Duggento Andrea, Stankovski Tomislav, McClintock Peter V E, Stefanovska Aneta
Medical Physics Section, Faculty of Medicine, Tor Vergata University, Rome, Italy.
Phys Rev E Stat Nonlin Soft Matter Phys. 2012 Dec;86(6 Pt 1):061126. doi: 10.1103/PhysRevE.86.061126. Epub 2012 Dec 21.

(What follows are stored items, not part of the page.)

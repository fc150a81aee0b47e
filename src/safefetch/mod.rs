//! SSRF-hardened HTTP fetch: resolves a URL's host, rejects anything
//! that lands in a private/loopback/link-local/reserved range, and pins
//! the resolved address across any redirect chain so a DNS answer can't
//! change out from under an in-flight request.

mod ranges;

use std::net::{IpAddr, SocketAddr};
use std::time::Duration;

use tokio::net::lookup_host;
use url::Url;

pub use ranges::is_private_ip;

use crate::error::{CoreError, Result};

pub struct SafeFetchConfig {
    pub max_redirects: u8,
    pub connect_timeout: Duration,
    pub max_body_bytes: usize,
}

impl Default for SafeFetchConfig {
    fn default() -> Self {
        Self {
            max_redirects: 5,
            connect_timeout: Duration::from_secs(10),
            max_body_bytes: 20 * 1024,
        }
    }
}

/// A single resolved hop in a redirect chain, retained so the pinned
/// address can be compared against the next hop's resolution.
#[derive(Debug, Clone)]
pub struct ResolvedHop {
    pub url: Url,
    pub pinned_addr: IpAddr,
}

pub struct SafeFetch {
    config: SafeFetchConfig,
}

impl SafeFetch {
    pub fn new(config: SafeFetchConfig) -> Self {
        Self { config }
    }

    /// Resolve `url`'s host and return the first non-private address,
    /// or an error if resolution yields only private/reserved addresses
    /// or no addresses at all.
    pub async fn resolve_and_pin(&self, url: &Url) -> Result<ResolvedHop> {
        let host = url
            .host_str()
            .ok_or_else(|| CoreError::SsrfBlocked(format!("url has no host: {url}")))?;
        let port = url.port_or_known_default().unwrap_or(443);

        if let Ok(ip) = host.parse::<IpAddr>() {
            if is_private_ip(&ip) {
                return Err(CoreError::SsrfBlocked(format!("{host} resolves to a private address")));
            }
            return Ok(ResolvedHop {
                url: url.clone(),
                pinned_addr: ip,
            });
        }

        let lookup_target = format!("{host}:{port}");
        let addrs: Vec<SocketAddr> = lookup_host(&lookup_target)
            .await
            .map_err(|e| CoreError::SsrfBlocked(format!("dns resolution failed for {host}: {e}")))?
            .collect();

        let first_public = addrs
            .iter()
            .map(|a| a.ip())
            .find(|ip| !is_private_ip(ip))
            .ok_or_else(|| CoreError::SsrfBlocked(format!("{host} resolves only to private addresses")))?;

        Ok(ResolvedHop {
            url: url.clone(),
            pinned_addr: first_public,
        })
    }

    /// Validate a redirect target: it must resolve, resolve to a
    /// non-private address, and if the scheme/host pair is unchanged
    /// from the prior hop the resolved address must match the pin
    /// (blocks a rebind between the original request and the redirect).
    pub async fn validate_redirect(&self, previous: &ResolvedHop, next_url: &Url) -> Result<ResolvedHop> {
        let next_hop = self.resolve_and_pin(next_url).await?;

        let same_host = previous.url.host_str() == next_url.host_str() && previous.url.scheme() == next_url.scheme();
        if same_host && next_hop.pinned_addr != previous.pinned_addr {
            return Err(CoreError::DnsRebinding(format!(
                "redirect target {next_url} resolved to a different address than the prior hop"
            )));
        }

        Ok(next_hop)
    }

    pub fn max_redirects(&self) -> u8 {
        self.config.max_redirects
    }

    pub fn max_body_bytes(&self) -> usize {
        self.config.max_body_bytes
    }

    pub fn connect_timeout(&self) -> Duration {
        self.config.connect_timeout
    }
}
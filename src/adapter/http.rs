//! `ollama`-style HTTP streaming provider: POSTs `/api/chat` with
//! `stream: true` and consumes newline-delimited JSON chunks off the
//! response body. Chunks may carry `tool_calls` split across an index —
//! name first, then arguments in a later chunk — so calls are
//! accumulated by index and only emitted once their arguments parse as
//! a complete JSON object or the stream reports `done: true`.

use std::collections::HashMap;
use std::sync::Mutex;
use std::time::Duration;

use async_stream::stream;
use futures_util::StreamExt;
use serde::{Deserialize, Serialize};
use serde_json::Value;
use tokio::sync::watch;
use uuid::Uuid;

use crate::adapter::events::AdapterEvent;
use crate::adapter::types::{ContentBlock, MessageRole, ProviderCapabilities, ProviderMessage};
use crate::adapter::{EventStream, ModelAdapter};
use crate::error::{CoreError, Result};

pub struct HttpConfig {
    pub base_url: String,
    pub model: String,
    pub request_timeout: Duration,
}

pub struct HttpAdapter {
    name: String,
    config: HttpConfig,
    client: reqwest::Client,
    cancels: Mutex<HashMap<Uuid, watch::Sender<bool>>>,
}

impl HttpAdapter {
    pub fn new(name: impl Into<String>, config: HttpConfig) -> Result<Self> {
        let client = reqwest::Client::builder()
            .timeout(config.request_timeout)
            .build()
            .map_err(|e| CoreError::AdapterTransport(e.to_string()))?;
        Ok(Self {
            name: name.into(),
            config,
            client,
            cancels: Mutex::new(HashMap::new()),
        })
    }

    fn render_messages(messages: &[ProviderMessage]) -> Vec<OllamaMessage> {
        messages
            .iter()
            .map(|m| OllamaMessage {
                role: match m.role {
                    MessageRole::System => "system",
                    MessageRole::User => "user",
                    MessageRole::Assistant => "assistant",
                    MessageRole::Tool => "tool",
                }
                .to_string(),
                content: m
                    .content
                    .iter()
                    .filter_map(|b| match b {
                        ContentBlock::Text { text } => Some(text.clone()),
                        ContentBlock::ToolResult { content, .. } => Some(content.to_string()),
                        _ => None,
                    })
                    .collect::<Vec<_>>()
                    .join("\n"),
            })
            .collect()
    }
}

#[derive(Serialize)]
struct OllamaMessage {
    role: String,
    content: String,
}

#[derive(Serialize)]
struct ChatRequest<'a> {
    model: &'a str,
    messages: Vec<OllamaMessage>,
    stream: bool,
}

#[derive(Debug, Default, Deserialize)]
struct ChatChunk {
    #[serde(default)]
    message: Option<ChunkMessage>,
    #[serde(default)]
    done: bool,
    #[serde(default)]
    prompt_eval_count: Option<u64>,
    #[serde(default)]
    eval_count: Option<u64>,
}

#[derive(Debug, Default, Deserialize)]
struct ChunkMessage {
    #[serde(default)]
    content: Option<String>,
    #[serde(default)]
    tool_calls: Vec<ChunkToolCall>,
}

#[derive(Debug, Default, Deserialize)]
struct ChunkToolCall {
    #[serde(default)]
    function: Option<ChunkFunction>,
}

#[derive(Debug, Default, Deserialize)]
struct ChunkFunction {
    #[serde(default)]
    name: Option<String>,
    #[serde(default)]
    arguments: Option<Value>,
}

#[async_trait::async_trait]
impl ModelAdapter for HttpAdapter {
    fn name(&self) -> &str {
        &self.name
    }

    fn capabilities(&self) -> ProviderCapabilities {
        ProviderCapabilities {
            supports_tools: true,
            supports_streaming: true,
        }
    }

    async fn chat_stream(&self, turn_id: Uuid, messages: &[ProviderMessage]) -> Result<EventStream> {
        let request = ChatRequest {
            model: &self.config.model,
            messages: Self::render_messages(messages),
            stream: true,
        };

        let response = self
            .client
            .post(format!("{}/api/chat", self.config.base_url.trim_end_matches('/')))
            .json(&request)
            .send()
            .await
            .map_err(|e| CoreError::AdapterTransport(e.to_string()))?;

        if !response.status().is_success() {
            return Err(CoreError::AdapterTransport(format!(
                "ollama returned non-2xx status: {}",
                response.status()
            )));
        }

        let (cancel_tx, mut cancel_rx) = watch::channel(false);
        self.cancels.lock().unwrap_or_else(std::sync::PoisonError::into_inner).insert(turn_id, cancel_tx);

        let out_stream = stream! {
            let mut byte_stream = response.bytes_stream();
            let mut line_buffer = String::new();
            let mut tool_call_index: u32 = 0;
            let mut accumulated_names: HashMap<u32, String> = HashMap::new();
            let mut accumulated_args: HashMap<u32, String> = HashMap::new();
            let mut emitted: std::collections::HashSet<u32> = std::collections::HashSet::new();

            yield AdapterEvent::ResponseStart;

            'outer: loop {
                tokio::select! {
                    biased;
                    _ = cancel_rx.changed() => {
                        if *cancel_rx.borrow() {
                            break 'outer;
                        }
                    }
                    chunk = byte_stream.next() => {
                        let Some(chunk) = chunk else {
                            break 'outer;
                        };
                        let bytes = match chunk {
                            Ok(bytes) => bytes,
                            Err(e) => {
                                yield AdapterEvent::Error { message: format!("stream read failed: {e}") };
                                break 'outer;
                            }
                        };
                        line_buffer.push_str(&String::from_utf8_lossy(&bytes));

                        while let Some(pos) = line_buffer.find('\n') {
                            let line = line_buffer[..pos].trim().to_string();
                            line_buffer.drain(..=pos);
                            if line.is_empty() {
                                continue;
                            }

                            let parsed: ChatChunk = match serde_json::from_str(&line) {
                                Ok(c) => c,
                                Err(e) => {
                                    yield AdapterEvent::Error { message: format!("malformed frame: {e}") };
                                    break 'outer;
                                }
                            };

                            if let Some(msg) = &parsed.message {
                                if let Some(text) = &msg.content {
                                    if !text.is_empty() {
                                        yield AdapterEvent::TextDelta { text: text.clone() };
                                    }
                                }
                                for call in &msg.tool_calls {
                                    let Some(function) = &call.function else { continue };
                                    let idx = tool_call_index;
                                    if let Some(name) = &function.name {
                                        accumulated_names.insert(idx, name.clone());
                                    }
                                    if let Some(args) = &function.arguments {
                                        accumulated_args.insert(idx, serde_json::to_string(args).unwrap_or_default());
                                    }
                                    tool_call_index += 1;
                                }
                            }

                            if parsed.done {
                                for (idx, name) in &accumulated_names {
                                    if emitted.contains(idx) {
                                        continue;
                                    }
                                    let args_fragment = accumulated_args.get(idx).cloned();
                                    yield AdapterEvent::ToolCallDelta {
                                        index: *idx,
                                        id: Some(format!("call_{idx}")),
                                        name: Some(name.clone()),
                                        args_fragment,
                                    };
                                    yield AdapterEvent::ToolCallComplete { index: *idx };
                                }
                                yield AdapterEvent::Usage {
                                    input_tokens: parsed.prompt_eval_count,
                                    output_tokens: parsed.eval_count,
                                };
                                yield AdapterEvent::Done { stop_reason: crate::adapter::types::StopReason::EndTurn };
                                break 'outer;
                            }
                        }
                    }
                }
            }
        };

        Ok(Box::pin(out_stream))
    }

    async fn cancel(&self, turn_id: Uuid) {
        let tx = self.cancels.lock().unwrap_or_else(std::sync::PoisonError::into_inner).remove(&turn_id);
        if let Some(tx) = tx {
            let _ = tx.send(true);
        }
    }

    async fn warmup(&self) -> Result<()> {
        let response = self
            .client
            .get(format!("{}/api/tags", self.config.base_url.trim_end_matches('/')))
            .timeout(Duration::from_secs(3))
            .send()
            .await
            .map_err(|e| CoreError::AdapterTransport(e.to_string()))?;
        if response.status().is_success() {
            Ok(())
        } else {
            Err(CoreError::AdapterTransport(format!("warmup returned {}", response.status())))
        }
    }
}
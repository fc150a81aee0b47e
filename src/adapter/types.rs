//! Provider-agnostic message and response shapes shared by every
//! `ModelAdapter` implementation.

use serde::{Deserialize, Serialize};

#[derive(Debug, Clone, Copy, PartialEq, Eq, Serialize, Deserialize)]
#[serde(rename_all = "snake_case")]
pub enum MessageRole {
    System,
    User,
    Assistant,
    Tool,
}

#[derive(Debug, Clone, Serialize, Deserialize)]
#[serde(tag = "type", rename_all = "snake_case")]
pub enum ContentBlock {
    Text { text: String },
    ToolUse { id: String, name: String, args: serde_json::Value },
    ToolResult { tool_use_id: String, content: serde_json::Value, is_error: bool },
}

#[derive(Debug, Clone, Serialize, Deserialize)]
pub struct ProviderMessage {
    pub role: MessageRole,
    pub content: Vec<ContentBlock>,
}

impl ProviderMessage {
    pub fn text(role: MessageRole, text: impl Into<String>) -> Self {
        Self {
            role,
            content: vec![ContentBlock::Text { text: text.into() }],
        }
    }
}

#[derive(Debug, Clone, Copy, PartialEq, Eq, Serialize, Deserialize)]
#[serde(rename_all = "snake_case")]
pub enum StopReason {
    EndTurn,
    ToolUse,
    MaxTokens,
    Error,
}

#[derive(Debug, Clone, Serialize, Deserialize)]
pub struct ProviderResponse {
    pub content: Vec<ContentBlock>,
    pub stop_reason: StopReason,
    #[serde(default)]
    pub input_tokens: Option<u64>,
    #[serde(default)]
    pub output_tokens: Option<u64>,
}

impl ProviderResponse {
    pub fn text(&self) -> String {
        self.content
            .iter()
            .filter_map(|b| match b {
                ContentBlock::Text { text } => Some(text.as_str()),
                _ => None,
            })
            .collect::<Vec<_>>()
            .join("")
    }

    pub fn tool_calls(&self) -> Vec<(&str, &str, &serde_json::Value)> {
        self.content
            .iter()
            .filter_map(|b| match b {
                ContentBlock::ToolUse { id, name, args } => Some((id.as_str(), name.as_str(), args)),
                _ => None,
            })
            .collect()
    }
}

#[derive(Debug, Clone, Copy, PartialEq, Eq)]
pub struct ProviderCapabilities {
    pub supports_tools: bool,
    pub supports_streaming: bool,
}
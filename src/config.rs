//! Typed configuration shape for the execution core.
//!
//! Loading mechanics (file watching, hot reload) are out of scope — this
//! module defines the shape every component reads from, parsed once at
//! startup from TOML.

use serde::{Deserialize, Serialize};
use std::path::PathBuf;

use crate::error::{CoreError, Result};

#[derive(Debug, Clone, Serialize, Deserialize)]
pub struct SessionConfig {
    #[serde(default = "defaults::max_message_chars")]
    pub max_message_chars: usize,
    #[serde(default = "defaults::max_messages_per_turn")]
    pub max_messages_per_turn: usize,
}

impl Default for SessionConfig {
    fn default() -> Self {
        Self {
            max_message_chars: defaults::max_message_chars(),
            max_messages_per_turn: defaults::max_messages_per_turn(),
        }
    }
}

#[derive(Debug, Clone, Serialize, Deserialize)]
pub struct HeartbeatConfig {
    #[serde(default = "defaults::heartbeat_min_ms")]
    pub min_ms: u64,
    #[serde(default = "defaults::heartbeat_max_ms")]
    pub max_ms: u64,
    #[serde(default = "defaults::heartbeat_initial_ms")]
    pub initial_ms: u64,
    /// Inactive window (consecutive empty ticks) after which the interval
    /// collapses straight to `max_ms`.
    #[serde(default = "defaults::heartbeat_inactive_ticks")]
    pub inactive_collapse_ticks: u32,
}

impl Default for HeartbeatConfig {
    fn default() -> Self {
        Self {
            min_ms: defaults::heartbeat_min_ms(),
            max_ms: defaults::heartbeat_max_ms(),
            initial_ms: defaults::heartbeat_initial_ms(),
            inactive_collapse_ticks: defaults::heartbeat_inactive_ticks(),
        }
    }
}

#[derive(Debug, Clone, Serialize, Deserialize)]
pub struct CompactionConfig {
    #[serde(default = "defaults::max_records")]
    pub max_records: usize,
    #[serde(default = "defaults::max_chars")]
    pub max_chars: usize,
    #[serde(default = "defaults::min_age_days")]
    pub min_age_days: i64,
    #[serde(default = "defaults::compaction_truncate_chars")]
    pub compacted_text_truncate_chars: usize,
    #[serde(default = "defaults::long_memory_cap_blocks")]
    pub long_memory_cap_blocks: usize,
    #[serde(default)]
    pub archive_trimmed: bool,
}

impl Default for CompactionConfig {
    fn default() -> Self {
        Self {
            max_records: defaults::max_records(),
            max_chars: defaults::max_chars(),
            min_age_days: defaults::min_age_days(),
            compacted_text_truncate_chars: defaults::compaction_truncate_chars(),
            long_memory_cap_blocks: defaults::long_memory_cap_blocks(),
            archive_trimmed: true,
        }
    }
}

#[derive(Debug, Clone, Serialize, Deserialize, Default)]
pub struct MemoryConfig {
    #[serde(default)]
    pub allow_secret_recall: bool,
}

#[derive(Debug, Clone, Serialize, Deserialize)]
pub struct PrivacyConfig {
    #[serde(default)]
    pub fail_closed_on_error: bool,
    #[serde(default = "defaults::entropy_min_len")]
    pub entropy_min_len: usize,
    #[serde(default = "defaults::entropy_min_bits")]
    pub entropy_min_bits: f64,
}

impl Default for PrivacyConfig {
    fn default() -> Self {
        Self {
            fail_closed_on_error: false,
            entropy_min_len: defaults::entropy_min_len(),
            entropy_min_bits: defaults::entropy_min_bits(),
        }
    }
}

#[derive(Debug, Clone, Serialize, Deserialize)]
pub struct ReliabilityConfig {
    #[serde(default = "defaults::scheduler_poll_secs")]
    pub scheduler_poll_secs: u64,
    #[serde(default = "defaults::scheduler_retries")]
    pub scheduler_retries: u32,
    #[serde(default = "defaults::provider_backoff_ms")]
    pub provider_backoff_ms: u64,
    #[serde(default = "defaults::provider_retries")]
    pub provider_retries: u32,
    #[serde(default = "defaults::max_concurrent_runs")]
    pub max_concurrent_cron_runs: u32,
}

impl Default for ReliabilityConfig {
    fn default() -> Self {
        Self {
            scheduler_poll_secs: defaults::scheduler_poll_secs(),
            scheduler_retries: defaults::scheduler_retries(),
            provider_backoff_ms: defaults::provider_backoff_ms(),
            provider_retries: defaults::provider_retries(),
            max_concurrent_cron_runs: defaults::max_concurrent_runs(),
        }
    }
}

#[derive(Debug, Clone, Serialize, Deserialize)]
pub struct ToolsConfig {
    #[serde(default)]
    pub allowed_commands: Vec<String>,
    #[serde(default)]
    pub forbidden_paths: Vec<String>,
    #[serde(default = "defaults::exec_timeout_secs")]
    pub exec_timeout_secs: u64,
    #[serde(default = "defaults::exec_max_buffer_bytes")]
    pub exec_max_buffer_bytes: usize,
    #[serde(default = "defaults::fetch_max_body_bytes")]
    pub fetch_max_body_bytes: usize,
    #[serde(default = "defaults::fetch_max_redirects")]
    pub fetch_max_redirects: u8,
}

impl Default for ToolsConfig {
    fn default() -> Self {
        Self {
            allowed_commands: Vec::new(),
            forbidden_paths: Vec::new(),
            exec_timeout_secs: defaults::exec_timeout_secs(),
            exec_max_buffer_bytes: defaults::exec_max_buffer_bytes(),
            fetch_max_body_bytes: defaults::fetch_max_body_bytes(),
            fetch_max_redirects: defaults::fetch_max_redirects(),
        }
    }
}

#[derive(Debug, Clone, Serialize, Deserialize)]
pub struct ModelsConfig {
    pub default_model: String,
    #[serde(default)]
    pub fallback_models: Vec<String>,
    #[serde(default)]
    pub use_only_validated_fallbacks: bool,
}

impl Default for ModelsConfig {
    fn default() -> Self {
        Self {
            default_model: "ollama:llama3".to_string(),
            fallback_models: Vec::new(),
            use_only_validated_fallbacks: false,
        }
    }
}

#[derive(Debug, Clone, Serialize, Deserialize)]
pub struct AutonomyBudgetConfig {
    #[serde(default = "defaults::budget_per_hour")]
    pub max_per_hour: usize,
    #[serde(default = "defaults::budget_per_day")]
    pub max_per_day: usize,
    /// UTC hour [0,24) at which quiet hours begin.
    pub quiet_hours_start_utc: Option<u8>,
    /// UTC hour [0,24) at which quiet hours end (wrap-around supported).
    pub quiet_hours_end_utc: Option<u8>,
}

impl Default for AutonomyBudgetConfig {
    fn default() -> Self {
        Self {
            max_per_hour: defaults::budget_per_hour(),
            max_per_day: defaults::budget_per_day(),
            quiet_hours_start_utc: None,
            quiet_hours_end_utc: None,
        }
    }
}

#[derive(Debug, Clone, Copy, Serialize, Deserialize, PartialEq, Eq, Default)]
#[serde(rename_all = "snake_case")]
pub enum DecisionJournalReplayMode {
    #[default]
    Count,
    SinceHours,
    SinceLastSession,
}

#[derive(Debug, Clone, Serialize, Deserialize)]
pub struct ContinuityConfig {
    #[serde(default)]
    pub decision_journal_replay_mode: DecisionJournalReplayMode,
    #[serde(default = "defaults::replay_count")]
    pub replay_count: usize,
    #[serde(default = "defaults::replay_since_hours")]
    pub replay_since_hours: i64,
}

impl Default for ContinuityConfig {
    fn default() -> Self {
        Self {
            decision_journal_replay_mode: DecisionJournalReplayMode::default(),
            replay_count: defaults::replay_count(),
            replay_since_hours: defaults::replay_since_hours(),
        }
    }
}

#[derive(Debug, Clone, Copy, Serialize, Deserialize, PartialEq, Eq, Default)]
#[serde(rename_all = "kebab-case")]
pub enum QueueDropStrategy {
    #[default]
    DropOldest,
    DeferNew,
}

#[derive(Debug, Clone, Serialize, Deserialize, Default)]
pub struct ProviderModelResilienceConfig {
    #[serde(default)]
    pub queue_drop_strategy: QueueDropStrategy,
}

/// Top-level configuration. Groups named in the spec but owned by
/// out-of-scope collaborators (`gateway`, `mcp`, `workspaces`,
/// `contextCompression`, `networkTrace`, `reflection`, `metrics`) are not
/// modeled as typed fields here; unrecognized TOML tables are ignored by
/// serde's default behavior rather than rejected, so a config file that
/// also configures those collaborators still parses.
#[derive(Debug, Clone, Serialize, Deserialize, Default)]
pub struct Config {
    pub workspace_dir: PathBuf,
    #[serde(default)]
    pub session: SessionConfig,
    #[serde(default)]
    pub heartbeat: HeartbeatConfig,
    #[serde(default)]
    pub compaction: CompactionConfig,
    #[serde(default)]
    pub memory: MemoryConfig,
    #[serde(default)]
    pub privacy: PrivacyConfig,
    #[serde(default)]
    pub reliability: ReliabilityConfig,
    #[serde(default)]
    pub tools: ToolsConfig,
    #[serde(default)]
    pub models: ModelsConfig,
    #[serde(default)]
    pub autonomy_budget: AutonomyBudgetConfig,
    #[serde(default)]
    pub continuity: ContinuityConfig,
    #[serde(default)]
    pub provider_model_resilience: ProviderModelResilienceConfig,
    /// Dev-mode flag: permits placeholder credentials (`changeme`) during
    /// `validate()`.
    #[serde(default)]
    pub dev_mode: bool,
}

impl Config {
    pub fn load(path: &std::path::Path) -> Result<Self> {
        let raw = std::fs::read_to_string(path)
            .map_err(|e| CoreError::Other(anyhow::anyhow!("reading config {path:?}: {e}")))?;
        let config: Config = toml::from_str(&raw)
            .map_err(|e| CoreError::Other(anyhow::anyhow!("parsing config {path:?}: {e}")))?;
        config.validate()?;
        Ok(config)
    }

    /// Rejects placeholder credentials (`changeme`) and literal
    /// `"undefined"`/`"null"` token strings unless `dev_mode` is set.
    pub fn validate(&self) -> Result<()> {
        if self.dev_mode {
            return Ok(());
        }
        if self.models.default_model.trim().is_empty() {
            return Err(CoreError::Other(anyhow::anyhow!(
                "models.default_model must not be empty"
            )));
        }
        for token in [
            self.models.default_model.as_str(),
            self.workspace_dir.to_string_lossy().as_ref(),
        ] {
            if is_placeholder_value(token) {
                return Err(CoreError::Other(anyhow::anyhow!(
                    "config contains placeholder value {token:?}; set dev_mode to allow"
                )));
            }
        }
        Ok(())
    }
}

fn is_placeholder_value(value: &str) -> bool {
    matches!(
        value.trim().to_ascii_lowercase().as_str(),
        "changeme" | "undefined" | "null"
    )
}

mod defaults {
    pub fn max_message_chars() -> usize {
        12_000
    }
    pub fn max_messages_per_turn() -> usize {
        40
    }
    pub fn heartbeat_min_ms() -> u64 {
        5_000
    }
    pub fn heartbeat_max_ms() -> u64 {
        300_000
    }
    pub fn heartbeat_initial_ms() -> u64 {
        30_000
    }
    pub fn heartbeat_inactive_ticks() -> u32 {
        10
    }
    pub fn max_records() -> usize {
        500
    }
    pub fn max_chars() -> usize {
        200_000
    }
    pub fn min_age_days() -> i64 {
        7
    }
    pub fn compaction_truncate_chars() -> usize {
        4_000
    }
    pub fn long_memory_cap_blocks() -> usize {
        200
    }
    pub fn entropy_min_len() -> usize {
        28
    }
    pub fn entropy_min_bits() -> f64 {
        4.0
    }
    pub fn scheduler_poll_secs() -> u64 {
        5
    }
    pub fn scheduler_retries() -> u32 {
        2
    }
    pub fn provider_backoff_ms() -> u64 {
        200
    }
    pub fn provider_retries() -> u32 {
        2
    }
    pub fn max_concurrent_runs() -> u32 {
        4
    }
    pub fn exec_timeout_secs() -> u64 {
        15
    }
    pub fn exec_max_buffer_bytes() -> usize {
        64 * 1024
    }
    pub fn fetch_max_body_bytes() -> usize {
        20 * 1024
    }
    pub fn fetch_max_redirects() -> u8 {
        5
    }
    pub fn budget_per_hour() -> usize {
        20
    }
    pub fn budget_per_day() -> usize {
        100
    }
    pub fn replay_count() -> usize {
        10
    }
    pub fn replay_since_hours() -> i64 {
        24
    }
}

#[cfg(test)]
mod tests {
    use super::*;

    #[test]
    fn default_config_validates_in_dev_mode() {
        let config = Config {
            dev_mode: true,
            ..Config::default()
        };
        assert!(config.validate().is_ok());
    }

    #[test]
    fn placeholder_model_rejected_outside_dev_mode() {
        let config = Config {
            models: ModelsConfig {
                default_model: "changeme".to_string(),
                ..ModelsConfig::default()
            },
            ..Config::default()
        };
        assert!(config.validate().is_err());
    }

    #[test]
    fn parses_toml_with_unrecognized_out_of_scope_groups() {
        let toml_src = r#"
            workspace_dir = "/tmp/ws"
            dev_mode = true

            [gateway]
            port = 8080

            [mcp]
            enabled = true
        "#;
        let config: Config = toml::from_str(toml_src).expect("unrecognized tables are ignored");
        assert_eq!(config.workspace_dir, std::path::PathBuf::from("/tmp/ws"));
    }
}
//! Autonomy scheduling primitives: adaptive heartbeat pacing, rate/quiet
//! hours budgeting, cron-style job execution, and idempotent multi-step
//! workflows. `autonomy::AutonomyOrchestrator` ties these together into a
//! single tick loop; this module only holds the individual mechanisms.

mod budget;
mod cron;
mod heartbeat;
mod workflow;

pub use budget::AutonomyBudget;
pub use cron::{CronJob, CronJobType, CronService, TickOutcome};
pub use heartbeat::HeartbeatRunner;
pub use workflow::{StepOutcome, WorkflowRuntime, WorkflowStep};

Living systems have time-evolving interactions that, until recently, could not be identified accurately from recorded time series in the presence of noise. Stankovski et al. [Phys. Rev. Lett. 109, 024101 (2012)] introduced a method based on dynamical Bayesian inference that facilitates the simultaneous detection of time-varying synchronization, directionality of influence, and coupling functions. It can distinguish unsynchronized dynamics from noise-induced phase slips. The method is based on phase dynamics, with Bayesian inference of the time-evolving parameters being achieved by shaping the prior densities to incorporate knowledge of previous samples. We now present the method in detail using numerically generated data, data from an analog electronic circuit, and cardiorespiratory data. We also generalize the method to encompass networks of interacting oscillators and thus demonstrate its applicability to small-scale networks.
生命系统具有随时间演化的相互作用,直到最近,在存在噪声的情况下,这些相互作用仍无法从记录的时间序列中准确识别出来。斯坦科夫斯基等人[《物理评论快报》109, 024101 (2012)] 介绍了一种基于动态贝叶斯推理的方法,该方法有助于同时检测随时间变化的同步性、影响的方向性和耦合函数。它可以将未同步的动力学与噪声引起的相位滑移区分开来。该方法基于相位动力学,通过塑造先验密度以纳入先前样本的知识来实现对随时间演化参数的贝叶斯推理。我们现在使用数值生成的数据、模拟电子电路的数据和心肺数据详细介绍该方法。我们还将该方法推广到包含相互作用振荡器网络的情况,从而证明其对小规模网络的适用性。